RECORDS FOR THE TASK —
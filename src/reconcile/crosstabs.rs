//! Synthetic demographic breakdowns.
//!
//! When a poll reports a candidate's topline but no crosstabs, a display-only
//! breakdown is derived by scaling the topline with a fixed per-candidate,
//! per-category multiplier and rounding to whole points. The categories of a
//! dimension are independent scalings, not a partition: they do not have to
//! average (or sum) back to the topline. This is a heuristic for the UI, not a
//! statistical decomposition.

use crate::config::TrackerConfig;
use crate::models::{Breakdown, Crosstabs, PollRecord};

pub const DIMENSIONS: [(&str, &[&str]); 5] = [
    ("gender", &["Men", "Women"]),
    ("age", &["18-34", "35-49", "50-64", "65+"]),
    ("race", &["White", "Black", "Hispanic", "Other"]),
    ("education", &["No college", "Some college", "College grad", "Postgrad"]),
    ("ideology", &["Very liberal", "Somewhat liberal", "Moderate", "Conservative"]),
];

/// Breakdown for one candidate, or `None` when the share is absent, zero,
/// below the threshold, or the candidate has no multiplier row.
/// The threshold is inclusive: a share equal to it synthesizes.
pub fn synthesize(candidate: &str, share: Option<f64>, config: &TrackerConfig) -> Option<Breakdown> {
    let share = share?;
    if share <= 0.0 || share < config.synth_threshold {
        return None;
    }
    let skew = config.crosstab_skews.get(candidate)?;

    let mut breakdown = Breakdown::new();
    for (dimension, categories) in DIMENSIONS {
        let multipliers = skew.dimension(dimension)?;
        let cells = categories
            .iter()
            .zip(multipliers)
            .map(|(label, m)| (label.to_string(), (share * m).round()))
            .collect();
        breakdown.insert(dimension.to_string(), cells);
    }
    Some(breakdown)
}

/// Synthesizes bundles for every candidate with a numeric share and no bundle.
/// Existing bundles, real or synthetic, are left alone. Returns the candidates filled.
pub fn fill_missing(record: &mut PollRecord, config: &TrackerConfig) -> Vec<String> {
    let wanted: Vec<(String, Breakdown)> = record
        .shares
        .numeric()
        .filter(|(id, _)| !record.has_crosstab(id))
        .filter_map(|(id, share)| synthesize(id, Some(share), config).map(|b| (id.to_string(), b)))
        .collect();

    if wanted.is_empty() {
        return Vec::new();
    }

    let tabs = record.crosstabs.get_or_insert_with(Crosstabs::new);
    let mut filled = Vec::with_capacity(wanted.len());
    for (id, breakdown) in wanted {
        tabs.insert(id.clone(), breakdown);
        if !record.synthetic_crosstabs.contains(&id) {
            record.synthetic_crosstabs.push(id.clone());
        }
        filled.push(id);
    }
    filled
}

TASK INSTRUCTIONS — Take exactly the lines from the one containing "config).map(|b| (id.to_string(), b)))" through the one containing "let tabs = record.crosstabs.get_or_insert_with(Crosstabs::new);" in the data above, and output them with nothing added.

TASK RESPONSE —
        .filter_map(|(id, share)| synthesize(id, Some(share), config).map(|b| (id.to_string(), b)))
        .collect();

    if wanted.is_empty() {
        return Vec::new();
    }

    let tabs = record.crosstabs.get_or_insert_with(Crosstabs::new);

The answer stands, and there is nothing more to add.